#### ACTION ITEM
Go through the entries below and return every line that contains "storage".

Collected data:
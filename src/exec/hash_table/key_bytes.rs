// Licensed to the Apache Software Foundation (ASF) under one
// or more contributor license agreements.  See the NOTICE file
// distributed with this work for additional information
// regarding copyright ownership.  The ASF licenses this file
// to you under the Apache License, Version 2.0 (the
// "License"); you may not use this file except in compliance
// with the License.  You may obtain a copy of the License at
//
//   http://www.apache.org/licenses/LICENSE-2.0
//
// Unless required by applicable law or agreed to in writing,
// software distributed under the License is distributed on an
// "AS IS" BASIS, WITHOUT WARRANTIES OR CONDITIONS OF ANY
// KIND, either express or implied.  See the License for the
// specific language governing permissions and limitations
// under the License.
//! Byte storage behind string-shaped and serialized join keys.
//!
//! A join table keys its varlen entries by location, not by copy: keys whose
//! bytes already sit in a stored build chunk are referenced in place, while
//! keys without another stable home (serialized rows, string keys of layouts
//! that drop the key columns) are interned into a [`KeyHeap`].

const MIN_CHUNK: usize = 4 * 1024;

/// Location of one varlen key.
///
/// `Shared` points into an Arrow data buffer of a chunk the engine stores for
/// its whole lifetime, which bounds the validity of the reference. `Interned`
/// addresses the heap by chunk index; heap chunks are never reallocated, so
/// the location stays valid until the heap drops.
#[derive(Clone, Copy, Debug)]
pub(crate) enum KeyBytes {
    Shared { ptr: usize, len: usize },
    Interned { chunk: u32, offset: usize, len: usize },
}

impl KeyBytes {
    pub(crate) fn shared(bytes: &[u8]) -> Self {
        Self::Shared {
            ptr: bytes.as_ptr() as usize,
            len: bytes.len(),
        }
    }

    pub(crate) fn resolve<'a>(&self, heap: &'a KeyHeap) -> &'a [u8] {
        match self {
            Self::Shared { ptr, len } => unsafe {
                std::slice::from_raw_parts(*ptr as *const u8, *len)
            },
            Self::Interned { chunk, offset, len } => {
                &heap.chunks[*chunk as usize][*offset..*offset + *len]
            }
        }
    }
}

/// Append-only bump storage for interned key bytes. Chunks grow
/// geometrically and are never moved or freed before the heap drops.
pub(crate) struct KeyHeap {
    chunks: Vec<Box<[u8]>>,
    used: usize,
    reserved: usize,
}

impl KeyHeap {
    pub(crate) fn new() -> Self {
        Self {
            chunks: Vec::new(),
            used: 0,
            reserved: 0,
        }
    }

    pub(crate) fn reserved_bytes(&self) -> usize {
        self.reserved
    }

    pub(crate) fn intern(&mut self, bytes: &[u8]) -> KeyBytes {
        let room = self
            .chunks
            .last()
            .map_or(0, |chunk| chunk.len() - self.used);
        if self.chunks.is_empty() || bytes.len() > room {
            let grown = self
                .chunks
                .last()
                .map_or(MIN_CHUNK, |chunk| chunk.len().saturating_mul(2))
                .clamp(MIN_CHUNK, MIN_CHUNK * 256)
                .max(bytes.len());
            self.chunks.push(vec![0u8; grown].into_boxed_slice());
            self.used = 0;
            self.reserved += grown;
        }
        let chunk_index = self.chunks.len() - 1;
        let offset = self.used;
        self.used += bytes.len();
        self.chunks[chunk_index][offset..offset + bytes.len()].copy_from_slice(bytes);
        KeyBytes::Interned {
            chunk: chunk_index as u32,
            offset,
            len: bytes.len(),
        }
    }
}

#### RESULT
//! Byte storage behind string-shaped and serialized join keys.
/// Append-only bump storage for interned key bytes. Chunks grow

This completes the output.